Таким образом, сам смысл проблемы должного и сущего заключается в фиксации критически-оценочного отношения человека к наличным условиям его бытия. Здесь мы сталкиваемся с двойной функцией ценностно-нормативной системы: поддержание существующего порядка и ориентация на более широкую перспективу, некую иную возможность, еще не реализованную потенцию подлинно человеческого бытия.

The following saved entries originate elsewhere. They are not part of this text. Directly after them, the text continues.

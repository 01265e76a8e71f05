//! Resource kinds, their descriptors, and identity resolution.
//!
//! Every kind the engine understands is described by one [`KindDescriptor`]
//! entry: how its name is derived, which child collections it nests, and
//! whether it carries a plugin map. The matcher dispatches on this table
//! instead of on per-kind code paths.

use serde::{Deserialize, Serialize};
use serde_json::Value;
use std::str::FromStr;

use crate::config::{Resource, generate_id};
use crate::error::DiffError;

/// One of the fixed set of supported gateway resource kinds.
#[derive(Debug, Clone, Copy, PartialEq, Eq, Hash, PartialOrd, Ord, Serialize, Deserialize)]
#[serde(rename_all = "snake_case")]
pub enum ResourceKind {
    /// HTTP route.
    Route,
    /// L4 stream route.
    StreamRoute,
    /// Service (HTTP or stream).
    Service,
    /// Upstream.
    Upstream,
    /// TLS certificate.
    Ssl,
    /// Global plugin rule.
    GlobalRule,
    /// Reusable plugin configuration.
    PluginConfig,
    /// Plugin metadata.
    PluginMetadata,
    /// Consumer.
    Consumer,
    /// Consumer group.
    ConsumerGroup,
    /// Consumer credential.
    ConsumerCredential,
}

/// How a resource's human name is derived.
#[derive(Debug, Clone, Copy, PartialEq, Eq)]
pub enum Naming {
    /// The `name` field.
    Name,
    /// The `username` field, which is also the identifier.
    Username,
    /// The `snis` list joined with `,`.
    Snis,
    /// The key of a keyed collection, which is also the identifier.
    MapKey,
}

/// A child collection nested inside a parent resource.
#[derive(Debug, Clone, Copy, PartialEq, Eq)]
pub struct ChildCollection {
    /// Field on the parent holding the children.
    pub field: &'static str,
    /// Kind of the children.
    pub kind: ResourceKind,
}

/// Static description of a resource kind.
#[derive(Debug, Clone, Copy, PartialEq, Eq)]
pub struct KindDescriptor {
    /// The kind described.
    pub kind: ResourceKind,
    /// Name derivation rule.
    pub naming: Naming,
    /// Nested child collections.
    pub children: &'static [ChildCollection],
    /// Whether the kind carries a `plugins` map compared with plugin defaults.
    pub carries_plugins: bool,
    /// Whether deleting the resource also deletes its children.
    pub cascades_on_delete: bool,
    /// Whether child identifiers are qualified with this resource's name.
    pub qualifies_children: bool,
}

const SERVICE_CHILDREN: &[ChildCollection] = &[
    ChildCollection { field: "routes", kind: ResourceKind::Route },
    ChildCollection { field: "stream_routes", kind: ResourceKind::StreamRoute },
    ChildCollection { field: "upstreams", kind: ResourceKind::Upstream },
];

const CONSUMER_CHILDREN: &[ChildCollection] = &[ChildCollection {
    field: "credentials",
    kind: ResourceKind::ConsumerCredential,
}];

const CONSUMER_GROUP_CHILDREN: &[ChildCollection] = &[ChildCollection {
    field: "consumers",
    kind: ResourceKind::Consumer,
}];

const fn leaf(kind: ResourceKind, naming: Naming, carries_plugins: bool) -> KindDescriptor {
    KindDescriptor {
        kind,
        naming,
        children: &[],
        carries_plugins,
        cascades_on_delete: false,
        qualifies_children: false,
    }
}

const SERVICE: KindDescriptor = KindDescriptor {
    kind: ResourceKind::Service,
    naming: Naming::Name,
    children: SERVICE_CHILDREN,
    carries_plugins: true,
    cascades_on_delete: true,
    qualifies_children: true,
};

const CONSUMER: KindDescriptor = KindDescriptor {
    kind: ResourceKind::Consumer,
    naming: Naming::Username,
    children: CONSUMER_CHILDREN,
    carries_plugins: true,
    cascades_on_delete: false,
    qualifies_children: true,
};

const CONSUMER_GROUP: KindDescriptor = KindDescriptor {
    kind: ResourceKind::ConsumerGroup,
    naming: Naming::Name,
    children: CONSUMER_GROUP_CHILDREN,
    carries_plugins: true,
    cascades_on_delete: false,
    qualifies_children: false,
};

const ROUTE: KindDescriptor = leaf(ResourceKind::Route, Naming::Name, true);
const STREAM_ROUTE: KindDescriptor = leaf(ResourceKind::StreamRoute, Naming::Name, true);
const UPSTREAM: KindDescriptor = leaf(ResourceKind::Upstream, Naming::Name, false);
const SSL: KindDescriptor = leaf(ResourceKind::Ssl, Naming::Snis, false);
const GLOBAL_RULE: KindDescriptor = leaf(ResourceKind::GlobalRule, Naming::MapKey, false);
const PLUGIN_CONFIG: KindDescriptor = leaf(ResourceKind::PluginConfig, Naming::Name, true);
const PLUGIN_METADATA: KindDescriptor = leaf(ResourceKind::PluginMetadata, Naming::MapKey, false);
const CONSUMER_CREDENTIAL: KindDescriptor =
    leaf(ResourceKind::ConsumerCredential, Naming::Name, false);

impl ResourceKind {
    /// Every kind, in the order the matcher visits them.
    pub const ALL: [Self; 11] = [
        Self::Service,
        Self::Ssl,
        Self::Consumer,
        Self::GlobalRule,
        Self::PluginMetadata,
        Self::Route,
        Self::StreamRoute,
        Self::ConsumerCredential,
        Self::Upstream,
        Self::ConsumerGroup,
        Self::PluginConfig,
    ];

    /// Returns the canonical snake_case name of the kind.
    #[must_use]
    pub const fn as_str(self) -> &'static str {
        match self {
            Self::Route => "route",
            Self::StreamRoute => "stream_route",
            Self::Service => "service",
            Self::Upstream => "upstream",
            Self::Ssl => "ssl",
            Self::GlobalRule => "global_rule",
            Self::PluginConfig => "plugin_config",
            Self::PluginMetadata => "plugin_metadata",
            Self::Consumer => "consumer",
            Self::ConsumerGroup => "consumer_group",
            Self::ConsumerCredential => "consumer_credential",
        }
    }

    /// Returns the top-level configuration key holding this kind.
    #[must_use]
    pub const fn collection_key(self) -> &'static str {
        match self {
            Self::Route => "routes",
            Self::StreamRoute => "stream_routes",
            Self::Service => "services",
            Self::Upstream => "upstreams",
            Self::Ssl => "ssls",
            Self::GlobalRule => "global_rules",
            Self::PluginConfig => "plugin_configs",
            Self::PluginMetadata => "plugin_metadata",
            Self::Consumer => "consumers",
            Self::ConsumerGroup => "consumer_groups",
            Self::ConsumerCredential => "consumer_credentials",
        }
    }

    /// Returns the descriptor for this kind.
    #[must_use]
    pub const fn descriptor(self) -> &'static KindDescriptor {
        match self {
            Self::Route => &ROUTE,
            Self::StreamRoute => &STREAM_ROUTE,
            Self::Service => &SERVICE,
            Self::Upstream => &UPSTREAM,
            Self::Ssl => &SSL,
            Self::GlobalRule => &GLOBAL_RULE,
            Self::PluginConfig => &PLUGIN_CONFIG,
            Self::PluginMetadata => &PLUGIN_METADATA,
            Self::Consumer => &CONSUMER,
            Self::ConsumerGroup => &CONSUMER_GROUP,
            Self::ConsumerCredential => &CONSUMER_CREDENTIAL,
        }
    }

    /// Looks up a kind by its configuration key (`services`, `ssls`, ...).
    #[must_use]
    pub fn from_collection_key(key: &str) -> Option<Self> {
        Self::ALL.into_iter().find(|kind| kind.collection_key() == key)
    }
}

impl FromStr for ResourceKind {
    type Err = DiffError;

    fn from_str(s: &str) -> Result<Self, Self::Err> {
        Self::ALL
            .into_iter()
            .find(|kind| kind.as_str() == s)
            .ok_or_else(|| DiffError::UnsupportedResourceType { name: s.to_string() })
    }
}

impl std::fmt::Display for ResourceKind {
    fn fmt(&self, f: &mut std::fmt::Formatter<'_>) -> std::fmt::Result {
        write!(f, "{}", self.as_str())
    }
}

impl KindDescriptor {
    /// Derives the human name of a list resource.
    ///
    /// Missing names resolve to the empty string; the linter rejects such
    /// resources before they reach the engine.
    #[must_use]
    pub fn resource_name(&self, resource: &Resource) -> String {
        let field = |key: &str| {
            resource
                .get(key)
                .and_then(Value::as_str)
                .unwrap_or_default()
                .to_string()
        };

        match self.naming {
            Naming::Name | Naming::MapKey => field("name"),
            Naming::Username => field("username"),
            Naming::Snis => resource
                .get("snis")
                .and_then(Value::as_array)
                .map(|snis| {
                    snis.iter()
                        .filter_map(Value::as_str)
                        .collect::<Vec<_>>()
                        .join(",")
                })
                .unwrap_or_default(),
        }
    }

    /// Resolves the operative identifier of a list resource.
    ///
    /// Order: explicit `id`, then a server-assigned `metadata.id`, then the
    /// hash of the name qualified by `parent_name` when one is given.
    /// Consumers are always identified by their username.
    #[must_use]
    pub fn resolve_id(&self, resource: &Resource, name: &str, parent_name: Option<&str>) -> String {
        if matches!(self.naming, Naming::Username | Naming::MapKey) {
            return name.to_string();
        }

        explicit_id(resource.get("id"))
            .or_else(|| explicit_id(resource.get("metadata").and_then(|m| m.get("id"))))
            .unwrap_or_else(|| {
                parent_name.map_or_else(
                    || generate_id(name),
                    |parent| generate_id(&format!("{parent}.{name}")),
                )
            })
    }
}

/// Reads an identifier that may be stored as a string or a number.
fn explicit_id(value: Option<&Value>) -> Option<String> {
    match value? {
        Value::String(id) if !id.is_empty() => Some(id.clone()),
        Value::Number(id) => Some(id.to_string()),
        _ => None,
    }
}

Предложенный нами на данном этапе исследования образ права выражает особый мир долженствования, который относительно автономен по отношению к миру сущего, в силу чего долженствование не выводимо из действительности, а привносится априорно в эту действительность. Такова позиция, которая разделяется кантовской школой деонтологического обоснования права, т. е. морального его обоснования через категорический императив, а также позиция феноменологической школы права с утверждением о квазионтологическом, эйдетическом, идеальном существовании норм и основных правовых понятий, признававших особое бытие права, независимое от сущего. Как уже отмечалось, сила, рациональное зерно такого подхода заключаются в том, что это позволяет отвлечься от несущественных деталей и выделить самое существенное в праве. Данный подход ориентируется на выделение идеальной основы права, его «клеточки», и он абсолютно противостоит тем концепциям, которые ориентируются на выведение права из иных, недеонтологических, оснований, и прежде всего – из сущего. Классической попыткой выведения должного из бытия является марксистская концепция права, провозгласившая выведение правовых норм из экономических отношений. Не отрицая детерминированность права экономическими, социальными, политическими и иными факторами, считаем, что основной детерминантой права является его морально-идеальная составляющая, определяемая интерсубъективным отношением человека к другому человеку.
7. Почему человек должен подчиняться праву?
Данный вопрос на первый взгляд кажется надуманным: право по своей природе как порядок долженствования предполагает подчинение ему. Если же такого подчинения не происходит на основе признания за правом высшего авторитета, то подчинения добиваются принуждением. Однако за этими, казалось бы, простыми вопросами кроется проблема легитимации права. Легитимация представляет собой особую процедуру, утверждающую правомерность правовых требований и, соответственно, применения принуждения к нарушителям этих требований.
В самом широком аспекте легитимация права может рассматриваться как оценка правовой системы с позиций требований справедливости. Право должно создавать не только надежный, но и справедливый порядок.